▶ [Data records]:
//! Ordered set of configured extractors.
//!
//! The set fills in a detection's missing embeddings. Embeddings already on
//! the detection with the configured version are reused; everything else is
//! computed on the blocking pool under a per-call timeout. Any failure,
//! timeout included, downgrades that extractor to "unavailable" for the
//! detection and never fails the detection as a whole.

use crate::config::{ExtractorConfig, ExtractorKind};
use crate::constants::extractor::PATTERN_VERSION;
use crate::embedding::{
    CoatPatternExtractor, DeviceContexts, Embedding, Extraction, Extractor, ExtractorSpec,
    OnnxExtractor, model_version,
};
use crate::error::{Error, Result};
use crate::registry::Detection;
use image::RgbImage;
use std::path::PathBuf;
use std::sync::Arc;
use std::time::Duration;
use tracing::{debug, warn};

/// Name, version and weight of every configured extractor, resolved
/// without loading any model.
pub fn resolve_specs(configs: &[ExtractorConfig]) -> Result<Vec<ExtractorSpec>> {
    configs
        .iter()
        .map(|config| {
            let version = match (config.kind, &config.version) {
                (_, Some(version)) => version.clone(),
                (ExtractorKind::CoatPattern, None) => PATTERN_VERSION.to_string(),
                (ExtractorKind::Onnx, None) => {
                    let model = config.model.as_deref().ok_or_else(|| Error::ExtractorBuild {
                        extractor: config.name.clone(),
                        reason: "no model path configured".to_string(),
                    })?;
                    model_version(model).map_err(|e| Error::ExtractorBuild {
                        extractor: config.name.clone(),
                        reason: e.to_string(),
                    })?
                }
                (ExtractorKind::Precomputed, None) => {
                    return Err(Error::ExtractorBuild {
                        extractor: config.name.clone(),
                        reason: "precomputed extractor needs a version".to_string(),
                    });
                }
            };
            Ok(ExtractorSpec::new(&config.name, &version, config.weight))
        })
        .collect()
}

struct Member {
    spec: ExtractorSpec,
    extractor: Option<Arc<dyn Extractor>>,
    dimension: Option<usize>,
}

/// Extractors in fusion order; the first one is primary.
pub struct ExtractorSet {
    members: Vec<Member>,
    timeout: Duration,
}

impl std::fmt::Debug for ExtractorSet {
    fn fmt(&self, f: &mut std::fmt::Formatter<'_>) -> std::fmt::Result {
        f.debug_struct("ExtractorSet")
            .field("specs", &self.specs())
            .field("timeout", &self.timeout)
            .finish()
    }
}

impl ExtractorSet {
    /// Empty set with a per-call timeout.
    pub fn new(timeout: Duration) -> Self {
        Self {
            members: Vec::new(),
            timeout,
        }
    }

    /// Build every configured extractor.
    pub fn from_config(configs: &[ExtractorConfig], timeout: Duration) -> Result<Self> {
        let mut devices = DeviceContexts::new();
        let mut set = Self::new(timeout);

        for config in configs {
            let extractor: Option<Arc<dyn Extractor>> = match config.kind {
                ExtractorKind::Onnx => Some(Arc::new(OnnxExtractor::from_config(
                    config,
                    devices.guard(&config.device),
                )?)),
                ExtractorKind::CoatPattern => Some(Arc::new(CoatPatternExtractor::new(
                    &config.name,
                    config.version.as_deref().unwrap_or(PATTERN_VERSION),
                ))),
                ExtractorKind::Precomputed => None,
            };

            let version = match (&extractor, &config.version) {
                (Some(e), _) => e.version().to_string(),
                (None, Some(v)) => v.clone(),
                (None, None) => {
                    return Err(Error::ExtractorBuild {
                        extractor: config.name.clone(),
                        reason: "precomputed extractor needs a version".to_string(),
                    });
                }
            };

            debug!(
                "Extractor '{}' ({}) version {version}, weight {}",
                config.name, config.kind, config.weight
            );
            set.members.push(Member {
                spec: ExtractorSpec::new(&config.name, &version, config.weight),
                extractor,
                dimension: config.dimension,
            });
        }

        Ok(set)
    }

    /// Append a computed extractor.
    #[must_use]
    pub fn with_extractor(mut self, extractor: Arc<dyn Extractor>, weight: f32) -> Self {
        self.members.push(Member {
            spec: ExtractorSpec::new(extractor.name(), extractor.version(), weight),
            extractor: Some(extractor),
            dimension: None,
        });
        self
    }

    /// Append an extractor whose vectors only ever come from upstream.
    #[must_use]
    pub fn with_precomputed(mut self, name: &str, version: &str, weight: f32) -> Self {
        self.members.push(Member {
            spec: ExtractorSpec::new(name, version, weight),
            extractor: None,
            dimension: None,
        });
        self
    }

    /// Specs in fusion order.
    pub fn specs(&self) -> Vec<ExtractorSpec> {
        self.members.iter().map(|m| m.spec.clone()).collect()
    }

    /// The primary extractor.
    pub fn primary(&self) -> Option<&ExtractorSpec> {
        self.members.first().map(|m| &m.spec)
    }

    /// Number of extractors.
    pub fn len(&self) -> usize {
        self.members.len()
    }

    /// Whether no extractor is configured.
    pub fn is_empty(&self) -> bool {
        self.members.is_empty()
    }

    /// One outcome per extractor, in order.
    pub async fn extract(&self, detection: &Detection) -> Vec<Extraction> {
        let mut outcomes = Vec::with_capacity(self.members.len());
        let mut crop: Option<std::result::Result<Arc<RgbImage>, String>> = None;

        for member in &self.members {
            let spec = &member.spec;

            if let Some(existing) = detection.embedding(&spec.name, &spec.version) {
                outcomes.push(Self::check_dimension(member, existing.clone()));
                continue;
            }

            let Some(extractor) = &member.extractor else {
                outcomes.push(unavailable(spec, "no precomputed vector from upstream"));
                continue;
            };

            if crop.is_none() {
                crop = Some(self.load_crop(detection.crop.clone()).await);
            }
            let image = match &crop {
                Some(Ok(image)) => Arc::clone(image),
                Some(Err(reason)) => {
                    outcomes.push(unavailable(spec, reason));
                    continue;
                }
                None => continue,
            };

            let outcome = match self.run(Arc::clone(extractor), image).await {
                Ok(raw) => match Embedding::new(&spec.name, &spec.version, raw) {
                    Some(embedding) => Self::check_dimension(member, embedding),
                    None => unavailable(spec, "extractor returned a zero or non-finite vector"),
                },
                Err(reason) => unavailable(spec, &reason),
            };
            outcomes.push(outcome);
        }

        for outcome in &outcomes {
            if let Extraction::Unavailable { extractor, reason } = outcome {
                warn!(
                    "Detection {}: extractor '{extractor}' unavailable: {reason}",
                    detection.id
                );
            }
        }
        outcomes
    }

    fn check_dimension(member: &Member, embedding: Embedding) -> Extraction {
        match member.dimension {
            Some(expected) if expected != embedding.dimension() => unavailable(
                &member.spec,
                &format!(
                    "expected dimension {expected}, got {}",
                    embedding.dimension()
                ),
            ),
            _ => Extraction::Vector(embedding),
        }
    }

    async fn load_crop(&self, path: PathBuf) -> std::result::Result<Arc<RgbImage>, String> {
        let task = tokio::task::spawn_blocking(move || {
            image::open(&path)
                .map(|img| Arc::new(img.to_rgb8()))
                .map_err(|e| format!("failed to load crop '{}': {e}", path.display()))
        });
        match tokio::time::timeout(self.timeout, task).await {
            Ok(Ok(result)) => result,
            Ok(Err(join)) => Err(format!("crop loader failed: {join}")),
            Err(_) => Err(format!("crop load timed out after {:?}", self.timeout)),
        }
    }

    async fn run(
        &self,
        extractor: Arc<dyn Extractor>,
        image: Arc<RgbImage>,
    ) -> std::result::Result<Vec<f32>, String> {
        let task = tokio::task::spawn_blocking(move || extractor.embed(&image));
        match tokio::time::timeout(self.timeout, task).await {
            Ok(Ok(Ok(vector))) => Ok(vector),
            Ok(Ok(Err(e))) => Err(e.to_string()),
            Ok(Err(join)) => Err(format!("extractor task failed: {join}")),
            // The blocking task keeps running; its result is discarded.
            Err(_) => Err(format!("timed out after {:?}", self.timeout)),
        }
    }
}

fn unavailable(spec: &ExtractorSpec, reason: &str) -> Extraction {
    Extraction::Unavailable {
        extractor: spec.name.clone(),
        reason: reason.to_string(),
    }
}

▶ [Task requirements]:
Whenever the word "iter" turns up in a line of the listing above, copy the line.

▶ [Task solution]:
        .iter()
        self.members.iter().map(|m| m.spec.clone()).collect()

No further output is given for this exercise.